GOAL OF THE EXERCISE: Only a number is expected in reply: the number of lines below that include the word "self".

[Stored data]
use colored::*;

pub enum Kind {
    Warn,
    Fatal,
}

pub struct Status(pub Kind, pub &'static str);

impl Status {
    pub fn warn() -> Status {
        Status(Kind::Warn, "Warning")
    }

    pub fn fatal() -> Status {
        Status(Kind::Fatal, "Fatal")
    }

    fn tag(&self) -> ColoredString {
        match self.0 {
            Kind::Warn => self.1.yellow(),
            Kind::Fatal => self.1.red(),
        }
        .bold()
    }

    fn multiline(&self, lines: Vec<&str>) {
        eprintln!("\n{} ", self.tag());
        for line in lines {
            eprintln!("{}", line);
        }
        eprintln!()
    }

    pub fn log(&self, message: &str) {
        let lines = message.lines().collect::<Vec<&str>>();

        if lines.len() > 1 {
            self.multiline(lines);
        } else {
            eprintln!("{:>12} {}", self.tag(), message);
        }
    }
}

PROBLEM SOLUTION: 9